BGH-Urteil: Werbeanrufe ohne Zustimmung unlauter

Viele Verbraucher fühlen sich von nicht erwünschten Werbeanrufen belästigt. Der deutsche Gesetzgeber hat diese daher als „unzumutbare Belästigung“ eingestuft und sie für unlauter erklärt. Damit urteilen sie sogar strenger, als es die EU-Richtlinie vorschreibt, was der Bundesgerichtshof (BGH) für rechtmäßig erklärte.

Am 11. Februar 2011 erging ein Urteil gegen die Krankenkasse AOK, die Telefonanrufe tätigte. Diese rief Verbraucher ohne deren Zustimmung an, um Mitglieder zu gewinnen. Die Verbraucherzentrale Sachsen klagte dagegen und hatte damit Erfolg. Nach Ansicht der Richter muss vom Angerufenen nämlich hierfür eine Zustimmung erteilt worden sein.
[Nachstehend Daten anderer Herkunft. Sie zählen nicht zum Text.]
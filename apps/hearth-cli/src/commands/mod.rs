pub mod client;
pub mod queue;
pub mod restart;
pub mod service;
pub mod status;

pub use client::{ClientArgs, HubClient};
pub use queue::QueueCmd;
pub use restart::RestartArgs;
pub use service::ServiceCmd;
pub use status::StatusArgs;
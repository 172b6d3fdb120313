use std::fs;
use std::path::Path;
use std::sync::Arc;

use hearth_core::{
    diff, scan_installed, ConfigStore, ExtensionEntry, ExtensionPatch, InstallMarker,
    MasterConfig, Operation, OperationKind, PortAllocator, PortScope, QueueManager, ToolConfig,
};

fn install_on_disk(extensions_dir: &Path, name: &str) {
    let dir = extensions_dir.join(name);
    fs::create_dir_all(&dir).unwrap();
    fs::write(
        dir.join("extension.toml"),
        format!("name = \"{name}\"\n[[services]]\nname = \"api\"\ncommand = \"true\"\n"),
    )
    .unwrap();
    InstallMarker::write(&dir, "local", None).unwrap();
}

#[test]
fn diff_of_matching_state_is_empty() {
    let tmp = tempfile::tempdir().unwrap();
    let ext_dir = tmp.path().join("extensions");
    let mut cfg = MasterConfig::default();
    for name in ["chef", "pantry"] {
        cfg.extensions
            .insert(name.into(), ExtensionEntry::new("local"));
        install_on_disk(&ext_dir, name);
    }
    cfg.tool_configs.insert(
        "recipes".into(),
        ToolConfig {
            enabled_in_mcp: true,
            passthrough: true,
        },
    );
    let installed = scan_installed(&ext_dir).unwrap();
    assert!(diff(&cfg, &installed, &cfg).is_empty());
}

#[test]
fn fresh_install_queues_one_install() {
    let tmp = tempfile::tempdir().unwrap();
    let store = ConfigStore::in_dir(tmp.path());
    let queue = QueueManager::in_dir(tmp.path());
    let queued = store
        .patch_extension(
            &queue,
            &[],
            "chef",
            Some(ExtensionPatch {
                source: Some("local".into()),
                ..Default::default()
            }),
        )
        .unwrap()
        .unwrap();
    assert_eq!(
        queued.operations,
        vec![Operation::Install {
            target: "chef".into(),
            source: "local".into()
        }]
    );
    // Reloading from disk yields the same queue.
    assert_eq!(queue.load().unwrap().unwrap(), queued);
}

#[test]
fn toggle_only_changes_target_config() {
    let tmp = tempfile::tempdir().unwrap();
    let ext_dir = tmp.path().join("extensions");
    install_on_disk(&ext_dir, "chef");
    let store = ConfigStore::in_dir(tmp.path());
    let queue = QueueManager::in_dir(tmp.path());
    let mut base = MasterConfig::default();
    base.extensions
        .insert("chef".into(), ExtensionEntry::new("local"));
    store.save(&base).unwrap();

    let installed = scan_installed(&ext_dir).unwrap();
    let queued = store
        .patch_extension(
            &queue,
            &installed,
            "chef",
            Some(ExtensionPatch {
                enabled: Some(false),
                ..Default::default()
            }),
        )
        .unwrap()
        .unwrap();
    assert!(queued.operations.is_empty());
    assert!(!queued.target_config.extensions["chef"].enabled);
}

#[test]
fn reverting_a_patch_deletes_the_queue() {
    let tmp = tempfile::tempdir().unwrap();
    let ext_dir = tmp.path().join("extensions");
    install_on_disk(&ext_dir, "chef");
    let store = ConfigStore::in_dir(tmp.path());
    let queue = QueueManager::in_dir(tmp.path());
    let mut base = MasterConfig::default();
    base.extensions
        .insert("chef".into(), ExtensionEntry::new("local"));
    store.save(&base).unwrap();
    let installed = scan_installed(&ext_dir).unwrap();

    let set_enabled = |enabled| {
        Some(ExtensionPatch {
            enabled: Some(enabled),
            ..Default::default()
        })
    };
    assert!(store
        .patch_extension(&queue, &installed, "chef", set_enabled(false))
        .unwrap()
        .is_some());
    assert!(queue.load().unwrap().is_some());

    let after = store
        .patch_extension(&queue, &installed, "chef", set_enabled(true))
        .unwrap();
    assert!(after.is_none());
    assert!(queue.load().unwrap().is_none());
    assert!(!queue.path().exists());
}

#[test]
fn delete_and_reinstall_in_one_batch() {
    let tmp = tempfile::tempdir().unwrap();
    let ext_dir = tmp.path().join("extensions");
    install_on_disk(&ext_dir, "chef");
    let store = ConfigStore::in_dir(tmp.path());
    let queue = QueueManager::in_dir(tmp.path());
    let mut base = MasterConfig::default();
    base.extensions
        .insert("chef".into(), ExtensionEntry::new("local"));
    store.save(&base).unwrap();

    let doc = hearth_core::QueueDocument {
        operations: vec![
            Operation::Install {
                target: "chef".into(),
                source: "local".into(),
            },
            Operation::Delete {
                target: "chef".into(),
            },
        ],
        master_config: base.clone(),
    };
    let queued = queue.save_document(&store, doc).unwrap().unwrap();
    let order: Vec<OperationKind> = hearth_core::execution_order(&queued.operations)
        .iter()
        .map(|op| op.kind())
        .collect();
    assert_eq!(order, vec![OperationKind::Delete, OperationKind::Install]);
}

#[test]
fn install_then_update_before_apply_keeps_one_operation() {
    let tmp = tempfile::tempdir().unwrap();
    let store = ConfigStore::in_dir(tmp.path());
    let queue = QueueManager::in_dir(tmp.path());
    let mut base = MasterConfig::default();
    base.extensions
        .insert("chef".into(), ExtensionEntry::new("local"));
    store.save(&base).unwrap();

    // Not on disk, so the first patch schedules an install.
    let first = store
        .patch_extension(
            &queue,
            &[],
            "chef",
            Some(ExtensionPatch {
                enabled: Some(true),
                ..Default::default()
            }),
        )
        .unwrap()
        .unwrap();
    assert_eq!(first.operations.len(), 1);
    assert_eq!(first.operations[0].kind(), OperationKind::Install);

    let second = store
        .patch_extension(
            &queue,
            &[],
            "chef",
            Some(ExtensionPatch {
                source: Some("git+https://example.invalid/chef.git".into()),
                ..Default::default()
            }),
        )
        .unwrap()
        .unwrap();
    let for_chef: Vec<_> = second
        .operations
        .iter()
        .filter(|op| op.target() == "chef")
        .collect();
    assert_eq!(for_chef.len(), 1);
    assert_eq!(for_chef[0].kind(), OperationKind::Update);
}

#[test]
fn ports_survive_reload_and_are_exclusive() {
    let tmp = tempfile::tempdir().unwrap();
    let store = Arc::new(ConfigStore::in_dir(tmp.path()));
    let alloc = PortAllocator::new(store.clone()).with_os_probe(false);
    let a = alloc
        .allocate(PortScope::ExtensionService, "chef.api")
        .unwrap();
    let b = alloc
        .allocate(PortScope::ExtensionService, "pantry.api")
        .unwrap();
    assert_ne!(a, b);

    let reopened = PortAllocator::new(Arc::new(ConfigStore::in_dir(tmp.path()))).with_os_probe(false);
    assert_eq!(
        reopened
            .allocate(PortScope::ExtensionService, "chef.api")
            .unwrap(),
        a
    );
}
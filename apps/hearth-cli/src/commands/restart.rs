use std::io::{self, BufRead, Write};
use std::thread;
use std::time::Duration;

use anyhow::{bail, Result};
use clap::{Args, ValueEnum};
use serde::Deserialize;

use super::client::{failure_status, HubClient};

const RESTART_PATH: &str = "/system/restart";
const KEEP_WAITING_PATH: &str = "/system/restart/keep-waiting";
const FORCE_RELOAD_PATH: &str = "/system/restart/force-reload";

#[derive(Copy, Clone, Debug, PartialEq, Eq, ValueEnum)]
pub enum OnTimeout {
    /// Extend the health wait
    Wait,
    /// Give up waiting and reload anyway
    Force,
    /// Prompt on stdin
    Ask,
}

#[derive(Args, Clone)]
pub struct RestartArgs {
    /// What to do when services do not become healthy in time
    #[arg(long, value_enum, default_value_t = OnTimeout::Ask)]
    pub on_timeout: OnTimeout,
    /// Poll interval in milliseconds
    #[arg(long, default_value_t = 500)]
    pub poll_ms: u64,
}

#[derive(Copy, Clone, Debug, PartialEq, Eq)]
pub enum Decision {
    KeepWaiting,
    ForceReload,
}

#[derive(Debug, Deserialize)]
struct JobView {
    id: String,
    phase: String,
    message: String,
    enabled_services: usize,
    running_services: usize,
    #[serde(default)]
    error: Option<String>,
}

pub fn run(client: &HubClient, args: &RestartArgs) -> Result<()> {
    let mut job: JobView = match client.post(RESTART_PATH, None) {
        Ok(job) => job,
        Err(err) if failure_status(&err) == Some(409) => {
            eprintln!("a restart is already running; following it");
            client.get(RESTART_PATH)?
        }
        Err(err) => return Err(err),
    };
    println!("restart {} started", job.id);

    let poll = Duration::from_millis(args.poll_ms.max(50));
    let mut shown = String::new();
    loop {
        let line = render_progress(&job);
        if line != shown {
            println!("{line}");
            shown = line;
        }
        match job.phase.as_str() {
            "completed" => {
                println!("restart completed");
                return Ok(());
            }
            "forced" => {
                println!("reload forced; some services may still be starting");
                return Ok(());
            }
            "failed" => bail!(
                "restart failed: {}",
                job.error.as_deref().unwrap_or(&job.message)
            ),
            "timed_out" => {
                let decision = decide(args.on_timeout, prompt)?;
                let path = match decision {
                    Decision::KeepWaiting => KEEP_WAITING_PATH,
                    Decision::ForceReload => FORCE_RELOAD_PATH,
                };
                job = match client.post(path, None) {
                    Ok(job) => job,
                    // The job moved on before the decision landed.
                    Err(err) if failure_status(&err) == Some(409) => client.get(RESTART_PATH)?,
                    Err(err) => return Err(err),
                };
                continue;
            }
            _ => {}
        }
        thread::sleep(poll);
        job = client.get(RESTART_PATH)?;
    }
}

fn render_progress(job: &JobView) -> String {
    format!(
        "[{}] {} ({}/{} running)",
        job.phase, job.message, job.running_services, job.enabled_services
    )
}

/// Resolve the timeout policy; `ask` defers to `answer`.
pub fn decide(policy: OnTimeout, answer: impl FnOnce() -> Result<String>) -> Result<Decision> {
    match policy {
        OnTimeout::Wait => Ok(Decision::KeepWaiting),
        OnTimeout::Force => Ok(Decision::ForceReload),
        OnTimeout::Ask => parse_answer(&answer()?),
    }
}

fn parse_answer(raw: &str) -> Result<Decision> {
    match raw.trim().to_ascii_lowercase().as_str() {
        "" | "w" | "wait" => Ok(Decision::KeepWaiting),
        "f" | "force" => Ok(Decision::ForceReload),
        other => bail!("expected 'wait' or 'force', got '{other}'"),
    }
}

fn prompt() -> Result<String> {
    print!("services are not healthy yet: keep [w]aiting or [f]orce reload? [w] ");
    io::stdout().flush()?;
    let mut line = String::new();
    if io::stdin().lock().read_line(&mut line)? == 0 {
        bail!("no answer on stdin; pass --on-timeout wait or --on-timeout force");
    }
    Ok(line)
}

#[cfg(test)]
mod tests {
    use super::*;
    use httpmock::prelude::*;
    use serde_json::json;

    fn job(phase: &str) -> serde_json::Value {
        json!({
            "id": "r-1",
            "phase": phase,
            "message": "working",
            "started_at": "2026-03-01T10:00:00Z",
            "updated_at": "2026-03-01T10:00:00Z",
            "choices": [],
            "enabled_services": 2,
            "running_services": 1
        })
    }

    #[test]
    fn fixed_policies_ignore_the_prompt() {
        let never = || -> Result<String> { panic!("prompted") };
        assert_eq!(decide(OnTimeout::Wait, never).unwrap(), Decision::KeepWaiting);
        assert_eq!(decide(OnTimeout::Force, never).unwrap(), Decision::ForceReload);
    }

    #[test]
    fn ask_reads_the_answer() {
        assert_eq!(
            decide(OnTimeout::Ask, || Ok("F\n".into())).unwrap(),
            Decision::ForceReload
        );
        assert_eq!(
            decide(OnTimeout::Ask, || Ok("\n".into())).unwrap(),
            Decision::KeepWaiting
        );
        assert!(decide(OnTimeout::Ask, || Ok("maybe".into())).is_err());
    }

    #[test]
    fn timed_out_job_is_forced_when_asked_to() {
        let server = MockServer::start();
        let begin = server.mock(|when, then| {
            when.method(POST).path(RESTART_PATH);
            then.status(202).json_body(job("timed_out"));
        });
        let force = server.mock(|when, then| {
            when.method(POST).path(FORCE_RELOAD_PATH);
            then.status(200).json_body(job("forced"));
        });
        let client = HubClient::new(&server.base_url(), None, Duration::from_secs(5)).unwrap();
        let args = RestartArgs {
            on_timeout: OnTimeout::Force,
            poll_ms: 50,
        };
        run(&client, &args).unwrap();
        begin.assert();
        force.assert();
    }

    #[test]
    fn failed_job_is_an_error() {
        let server = MockServer::start();
        server.mock(|when, then| {
            when.method(POST).path(RESTART_PATH);
            then.status(202).json_body(json!({
                "id": "r-2",
                "phase": "failed",
                "message": "restart failed",
                "enabled_services": 0,
                "running_services": 0,
                "error": "apply failed: disk full"
            }));
        });
        let client = HubClient::new(&server.base_url(), None, Duration::from_secs(5)).unwrap();
        let args = RestartArgs {
            on_timeout: OnTimeout::Wait,
            poll_ms: 50,
        };
        let err = run(&client, &args).unwrap_err();
        assert!(err.to_string().contains("disk full"));
    }
}
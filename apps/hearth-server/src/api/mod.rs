pub mod config;
pub mod events;
pub mod health;
pub mod queue;
pub mod services;
pub mod system;

use hearth_core::QueuedChangeSet;
use serde::Serialize;

use crate::AppState;

/// Queue state as the API returns it after every read or edit.
#[derive(Clone, Debug, Serialize)]
pub struct QueueView {
    pub queue: Option<QueuedChangeSet>,
    pub apply_running: bool,
}

impl QueueView {
    pub(crate) fn new(state: &AppState, queue: Option<QueuedChangeSet>) -> Self {
        Self {
            queue,
            apply_running: state.apply().is_busy(),
        }
    }
}

/// Publish the edited queue (or its absence) and wrap it for the response.
pub(crate) fn queue_edited(state: &AppState, queue: Option<QueuedChangeSet>) -> QueueView {
    let view = QueueView::new(state, queue);
    match view.queue.as_ref() {
        Some(cs) => state.bus().publish(
            hearth_topics::TOPIC_QUEUE_UPDATED,
            &serde_json::json!({"operations": cs.operations, "created_at": cs.created_at}),
        ),
        None => state
            .bus()
            .publish(hearth_topics::TOPIC_QUEUE_CLEARED, &serde_json::json!({})),
    }
    view
}
use std::borrow::Cow;
use std::future::Future;
use std::panic::AssertUnwindSafe;
use std::time::{Duration, Instant};

use futures_util::FutureExt;
use tokio::task::JoinHandle;
use tracing::{debug, error};

const BACKOFF_START: Duration = Duration::from_millis(200);
const BACKOFF_MAX: Duration = Duration::from_secs(10);
/// A loop that stays up this long gets its backoff reset.
const CALM_PERIOD: Duration = Duration::from_secs(30);

/// A named background task owned by the hub.
#[derive(Debug)]
pub struct TaskHandle {
    name: Cow<'static, str>,
    join: JoinHandle<()>,
}

impl TaskHandle {
    pub fn new(name: impl Into<Cow<'static, str>>, join: JoinHandle<()>) -> Self {
        Self {
            name: name.into(),
            join,
        }
    }

    /// Wait up to `grace` for the task to end, then abort it.
    async fn finish(self, grace: Duration) {
        let Self { name, mut join } = self;
        match tokio::time::timeout(grace, &mut join).await {
            Ok(Ok(())) => debug!(target: "hearth::tasks", task = %name, "task finished"),
            Ok(Err(err)) => debug!(target: "hearth::tasks", task = %name, ?err, "task ended abnormally"),
            Err(_) => {
                join.abort();
                let _ = join.await;
                debug!(target: "hearth::tasks", task = %name, "task aborted after grace period");
            }
        }
    }
}

/// Background tasks drained when the server shuts down.
#[derive(Default)]
pub struct TaskManager {
    tasks: Vec<TaskHandle>,
}

impl TaskManager {
    pub fn push(&mut self, task: TaskHandle) {
        self.tasks.push(task);
    }

    pub async fn shutdown_with_grace(self, grace: Duration) {
        for task in self.tasks {
            task.finish(grace).await;
        }
    }
}

impl From<Vec<TaskHandle>> for TaskManager {
    fn from(tasks: Vec<TaskHandle>) -> Self {
        Self { tasks }
    }
}

/// Run `factory()` until it returns normally. A panic is logged and the loop is
/// re-created after an exponential backoff.
pub fn spawn_supervised<F, Fut>(name: impl Into<Cow<'static, str>>, mut factory: F) -> TaskHandle
where
    F: FnMut() -> Fut + Send + 'static,
    Fut: Future<Output = ()> + Send + 'static,
{
    let name = name.into();
    let label = name.clone();
    let join = tokio::spawn(async move {
        let mut backoff = BACKOFF_START;
        loop {
            let started = Instant::now();
            if AssertUnwindSafe(factory()).catch_unwind().await.is_ok() {
                break;
            }
            if started.elapsed() > CALM_PERIOD {
                backoff = BACKOFF_START;
            }
            error!(
                target: "hearth::tasks",
                task = %label,
                backoff_ms = backoff.as_millis() as u64,
                "background task panicked; restarting"
            );
            tokio::time::sleep(backoff).await;
            backoff = (backoff * 2).min(BACKOFF_MAX);
        }
    });
    TaskHandle::new(name, join)
}

#[cfg(test)]
mod tests {
    use super::*;
    use std::sync::atomic::{AtomicUsize, Ordering};
    use std::sync::Arc;

    #[tokio::test]
    async fn panicking_loop_is_recreated() {
        let runs = Arc::new(AtomicUsize::new(0));
        let counter = runs.clone();
        let task = spawn_supervised("flaky", move || {
            let counter = counter.clone();
            async move {
                if counter.fetch_add(1, Ordering::SeqCst) == 0 {
                    panic!("first run fails");
                }
            }
        });
        tokio::time::timeout(Duration::from_secs(5), task.join)
            .await
            .expect("task finished")
            .expect("join");
        assert_eq!(runs.load(Ordering::SeqCst), 2);
    }

    #[tokio::test]
    async fn shutdown_aborts_tasks_that_outlive_grace() {
        let mut manager = TaskManager::default();
        manager.push(TaskHandle::new(
            "sleeper",
            tokio::spawn(async {
                tokio::time::sleep(Duration::from_secs(60)).await;
            }),
        ));
        tokio::time::timeout(
            Duration::from_secs(2),
            manager.shutdown_with_grace(Duration::from_millis(10)),
        )
        .await
        .expect("shutdown completes");
    }
}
Die AOK hatte sich bereit erklärt, keine Werbeanrufe mehr durchzuführen. Darüber hinaus auch noch, dass sie ansonsten 5.000,- EUR bezahlen wolle. Nach dieser Erklärung waren dennoch zwei Verbraucher angerufen worden von einem von der Krankenkasse entsprechend beauftragten Call-Center. Von der Verbraucherzentrale wurde nach Bekanntwerden eine Summe von 10.000,- EUR verlangt.

Da die AOK nicht nachweisen konnte, dass die Angerufenen auch hierfür ihr Einverständnis erklärt hatten, unterlagen sie bei dem verhandelten Fall.